The research by professors at the Spanish business school ESADE is based on data published in the Financial Times from 2001 to 2010. It shows graduates of Asian business schools had MBA pay growth of 64 percent, vs. 35 percent for those in Europe and 12 percent for those in the U.S.
The authors, François Collet and Luis Vives, attributed the pay growth in Europe—and the growing presence of non-U.S. schools near the top of the FT’s international rankings—to the growing demand for MBAs in Europe and the geographic proximity of European programs to the key labor markets they serve. The authors focused on the U.S. and Europe because Asian business schools represent only 8 percent of the 147 schools examined.
“The demand for business students grew very strongly in Europe at the end of the 1980s, and European business schools had a strong connection to the local labor markets,” Collet said in an interview. “For European students it made a lot more sense to attend a European business school rather than study in the U.S.”
The study, which has been accepted for publication by the Academy of Management Learning and Education, uses pay data from the FT that is collected the year before it’s published from MBAs three years after graduation, and combined with data from two previous years.
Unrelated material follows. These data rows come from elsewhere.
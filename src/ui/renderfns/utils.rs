use chrono::{DateTime, Utc};
use ratatui::prelude::Color;

/// Truncate a string to a maximum number of characters, adding "..." if truncated
pub fn truncate(s: &str, max_len: usize) -> String {
  if s.chars().count() <= max_len {
    s.to_string()
  } else {
    let kept: String = s.chars().take(max_len.saturating_sub(3)).collect();
    format!("{}...", kept)
  }
}

/// Get the display color for a payment status
pub fn status_color(status: &str) -> Color {
  match status.to_ascii_lowercase().as_str() {
    "successful" | "success" | "paid" | "verified" => Color::Green,
    "pending" | "processing" => Color::Yellow,
    "failed" | "reversed" | "cancelled" => Color::Red,
    _ => Color::White,
  }
}

/// Money with thousands separators and two decimals
pub fn format_amount(amount: f64) -> String {
  let negative = amount < 0.0;
  let fixed = format!("{:.2}", amount.abs());
  let (whole, fraction) = fixed.split_once('.').unwrap_or((fixed.as_str(), "00"));

  let mut grouped = String::with_capacity(whole.len() + whole.len() / 3);
  for (i, c) in whole.chars().enumerate() {
    if i > 0 && (whole.len() - i) % 3 == 0 {
      grouped.push(',');
    }
    grouped.push(c);
  }

  format!("{}{}.{}", if negative { "-" } else { "" }, grouped, fraction)
}

/// Short relative age, e.g. "just now", "4m ago"
pub fn format_age(then: DateTime<Utc>, now: DateTime<Utc>) -> String {
  let secs = (now - then).num_seconds().max(0);
  match secs {
    0..=9 => "just now".to_string(),
    10..=59 => format!("{}s ago", secs),
    60..=3599 => format!("{}m ago", secs / 60),
    3600..=86399 => format!("{}h ago", secs / 3600),
    _ => format!("{}d ago", secs / 86400),
  }
}
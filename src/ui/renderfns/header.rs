use ratatui::prelude::*;
use ratatui::widgets::Paragraph;

use crate::ui::panel::ShortcutInfo;

/// Draw the header bar with logo, API host, session scope and shortcuts
pub fn draw_header(
  frame: &mut Frame,
  area: Rect,
  api_url: &str,
  scope: &str,
  shortcuts: &[ShortcutInfo],
) {
  let domain = extract_domain(api_url);

  let mut spans = vec![
    Span::styled(" duesboard ", Style::default().fg(Color::Cyan).bold()),
    Span::styled("│", Style::default().fg(Color::DarkGray)),
    Span::styled(format!(" {} ", domain), Style::default().fg(Color::White)),
    Span::styled("│", Style::default().fg(Color::DarkGray)),
    Span::styled(
      format!(" {} ", scope),
      Style::default().fg(Color::Yellow).bold(),
    ),
    Span::raw("  "),
  ];

  // Keys highlighted, descriptions dimmed
  for shortcut in shortcuts {
    spans.push(Span::styled(
      format!("<{}>", shortcut.key),
      Style::default().fg(Color::Cyan),
    ));
    spans.push(Span::styled(
      format!(" {}   ", shortcut.label),
      Style::default().fg(Color::DarkGray),
    ));
  }

  let paragraph = Paragraph::new(Line::from(spans)).style(Style::default().bg(Color::Black));

  frame.render_widget(paragraph, area);
}

/// Extract the host from the API base URL
fn extract_domain(url: &str) -> &str {
  url
    .strip_prefix("https://")
    .or_else(|| url.strip_prefix("http://"))
    .unwrap_or(url)
    .split('/')
    .next()
    .unwrap_or(url)
}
So the 2010 data used in the study are for the graduating classes of 2004 to 2006; the 2001 data are for the graduating classes of 1995 to 1997.
To avoid distortions between countries, the FT uses pay figures in “international dollars” (see chart) that have been adjusted for purchasing power parity, in effect increasing or decreasing raw pay figures based on the cost of goods where the MBA graduates are working.
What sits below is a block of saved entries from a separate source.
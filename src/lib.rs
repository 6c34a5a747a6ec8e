//! # Site Metadata
//!
//! Keeps the generated metadata of a media gallery website in sync with its
//! source folders. Galleries are plain directories of photos, videos and
//! audio files; their names carry the id, title and tags of every item.
//!
//! # Architecture: Scan, Diff, Generate
//!
//! Every run compares what exists now with what a previous run produced:
//!
//! ```text
//! 1. Scan      site-data/galleries/      →  input tree   (ids, titles, tags, geometry)
//!              site-metadata/galleries/  →  output tree  (already generated files)
//! 2. Diff      input × output            →  new / modified / removed galleries and items
//! 3. Generate  diff + input              →  rss.xml, news.json, galleries.json,
//!                                           galleries/<id>.json, thumbnails, posters,
//!                                           audio and video renditions
//! ```
//!
//! The output tree is the only state carried between runs. Generated media
//! files are never overwritten, so an interrupted or partially failed run is
//! completed by simply running again.
//!
//! # Module Map
//!
//! | Module | Role |
//! |--------|------|
//! | [`naming`] | `ID-TAG-...-TAG-TITLE` filename grammar with `--` escapes |
//! | [`types`] | Item model serialized into the JSON files (`MediaItem`, `ImageSource`, `Size`) |
//! | [`imaging`] | Shrink geometry, probe/transcode traits, the ffmpeg-backed implementation |
//! | [`item`] | Builds a `MediaItem` from a file name and its probed dimensions |
//! | [`scan`] | Walks the input and output trees into keyed maps, resolving id conflicts |
//! | [`diff`] | Set comparison of the two trees and the collapsed preview listing |
//! | [`generate`] | RSS feed and JSON index files |
//! | [`process`] | Plans missing media artifacts and runs them on a worker pool |
//! | [`config`] | Optional `site.toml`, merged over stock defaults, and the per-run `Workspace` |
//! | [`output`] | CLI output formatting: statistics and media summary |
//!
//! # Design Decisions
//!
//! ## Explicit Workspace
//!
//! The web root, the resolved config and the dry-run flag travel together in
//! a [`config::Workspace`] passed to every stage. There are no global flags,
//! which keeps every stage callable from tests against a temporary directory.
//!
//! ## Media Behind Traits
//!
//! Reading dimensions and producing derived files go through
//! [`imaging::SizeProbe`] and [`imaging::MediaTranscoder`]. Images are handled
//! in-process by the `image` crate; video and audio go to `ffmpeg`, `ffprobe`
//! and ImageMagick's `composite`. Tests swap in a recording mock.
//!
//! ## Lexicographic Ids
//!
//! Ids are digit strings compared as strings, so `10` sorts before `9`.
//! Feed readers and the web front end already depend on that order.

pub mod config;
pub mod diff;
pub mod generate;
pub mod imaging;
pub mod item;
pub mod naming;
pub mod output;
pub mod process;
pub mod scan;
pub mod types;

#[cfg(test)]
pub(crate) mod test_helpers;
//! Media dimensions and derived-file generation.
//!
//! | Operation | Implementation |
//! |---|---|
//! | **Identify image** | `image::image_dimensions` |
//! | **Identify video** | `ffprobe -show_streams` |
//! | **Image thumbnail / poster** | Lanczos3 resize → JPEG |
//! | **Audio / video renditions** | `ffmpeg`, watermark via `composite` |
//!
//! The module is split into:
//! - **Calculations**: Pure functions for dimension math (unit testable)
//! - **Parameters**: Data structures describing a derived file
//! - **Backend**: [`SizeProbe`] + [`MediaTranscoder`] traits
//! - **Command backend**: [`CommandBackend`], the production implementation

pub mod backend;
mod calculations;
pub mod command_backend;
mod params;

pub use backend::{MediaTranscoder, SizeProbe, TranscodeError};
pub use calculations::{shrink, video_scale_filter};
pub use command_backend::{CommandBackend, MissingTool, Tool, check_tools};
pub use params::{Artifact, TranscodeParams};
The professors examined a number of other possible causes for the poor showing of U.S. schools on pay, including post-9/11 visa restrictions in the U.S., the financial crisis, growth in the supply of MBA graduates worldwide, the higher likelihood that Asian students studying in Europe will return to Asia after graduation, and the fact that most European programs are shorter and therefore less expensive. None of those changes “can fully explain the erosion of the differences in salary levels and ranking positions between MBA graduates from U.S. schools and their counterparts from European schools,” the authors wrote.
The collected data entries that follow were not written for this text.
//! Shared test utilities for the site-metadata test suite.
//!
//! Provides fixture builders for web roots on disk and in-memory trees, so
//! diff and generator tests can run without touching the filesystem.
//!
//! # Usage
//!
//! ```rust
//! use crate::test_helpers::*;
//!
//! let input = input_tree(&[
//!     ("1", "1-Summer", &["1", "2"]),
//!     ("2", "2-Empty", &[]),
//! ]);
//! let output = output_tree(&[("1", &["1.thumbnail.jpg", "1.poster.jpg"])]);
//! let d = diff(&input, &output);
//! ```

use std::collections::BTreeMap;
use std::path::Path;

use crate::config::{PathsConfig, SiteConfig, Workspace};
use crate::item::Placeholders;
use crate::naming;
use crate::scan::{InputGallery, InputTree, OutputTree};
use crate::types::{ImageSource, MediaItem, MediaKind, Size};

// =========================================================================
// Web root fixtures
// =========================================================================

/// Create an empty file at a root-relative path, with its parent folders.
pub fn touch(root: &Path, relative: &str) {
    let path = root.join(relative);
    std::fs::create_dir_all(path.parent().unwrap()).unwrap();
    std::fs::write(path, "").unwrap();
}

pub fn touch_all(root: &Path, relatives: &[&str]) {
    for relative in relatives {
        touch(root, relative);
    }
}

/// Workspace over `root` with stock config.
pub fn test_workspace(root: &Path) -> Workspace {
    Workspace::new(root, SiteConfig::default(), false)
}

pub fn test_placeholders() -> Placeholders {
    let paths = PathsConfig::default();
    Placeholders {
        audio_thumbnail: ImageSource::new(paths.audio_thumbnail, Size::new(200, 200)),
        audio_poster: ImageSource::new(paths.audio_poster, Size::new(640, 640)),
    }
}

// =========================================================================
// In-memory trees
// =========================================================================

/// An image item as the builder would produce it for a 4000×3000 original.
pub fn test_item(gallery_id: &str, gallery_name: &str, item_id: &str) -> MediaItem {
    let paths = PathsConfig::default();
    let file_name = format!("{item_id}-Photo.jpg");
    MediaItem {
        kind: MediaKind::Image,
        id: item_id.to_string(),
        title: "Photo".to_string(),
        tags: Vec::new(),
        original_path: paths.original(gallery_name, &file_name),
        thumbnail: ImageSource::new(paths.thumbnail(gallery_id, item_id), Size::new(200, 150)),
        poster: ImageSource::new(paths.poster(gallery_id, item_id), Size::new(1500, 1125)),
        gallery_id: gallery_id.to_string(),
        gallery_title: naming::parse_title(gallery_name),
    }
}

/// Input tree from `(gallery id, folder name, item ids)`.
pub fn input_tree(galleries: &[(&str, &str, &[&str])]) -> InputTree {
    let galleries = galleries
        .iter()
        .map(|(gallery_id, name, item_ids)| {
            let items: BTreeMap<String, MediaItem> = item_ids
                .iter()
                .map(|item_id| (item_id.to_string(), test_item(gallery_id, name, item_id)))
                .collect();
            (
                gallery_id.to_string(),
                InputGallery {
                    name: name.to_string(),
                    items,
                },
            )
        })
        .collect();
    InputTree { galleries }
}

/// Output tree from `(gallery id, generated file names)`.
pub fn output_tree(galleries: &[(&str, &[&str])]) -> OutputTree {
    let mut tree = OutputTree::default();
    for (gallery_id, files) in galleries {
        let gallery = tree.galleries.entry(gallery_id.to_string()).or_default();
        for file in *files {
            gallery
                .entry(naming::output_item_id(file).to_string())
                .or_default()
                .insert(file.to_string());
        }
    }
    tree
}

// =========================================================================
// Extractors
// =========================================================================

/// Gallery ids in tree order.
pub fn gallery_ids(tree: &InputTree) -> Vec<&str> {
    tree.galleries.keys().map(String::as_str).collect()
}

/// Item ids in gallery order.
pub fn item_ids(gallery: &InputGallery) -> Vec<&str> {
    gallery.items.keys().map(String::as_str).collect()
}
What does all this mean for deans of U.S. and European business schools? For one, the authors write, they should begin taking Asia seriously, using alliances with business schools there to tap into the region’s economic growth and to maintain and improve their status at home. “If alliances mattered in the past, they’re going to matter even more,” Collet says. “It’s not about getting a few students in Shanghai. It’s a more complicated story.”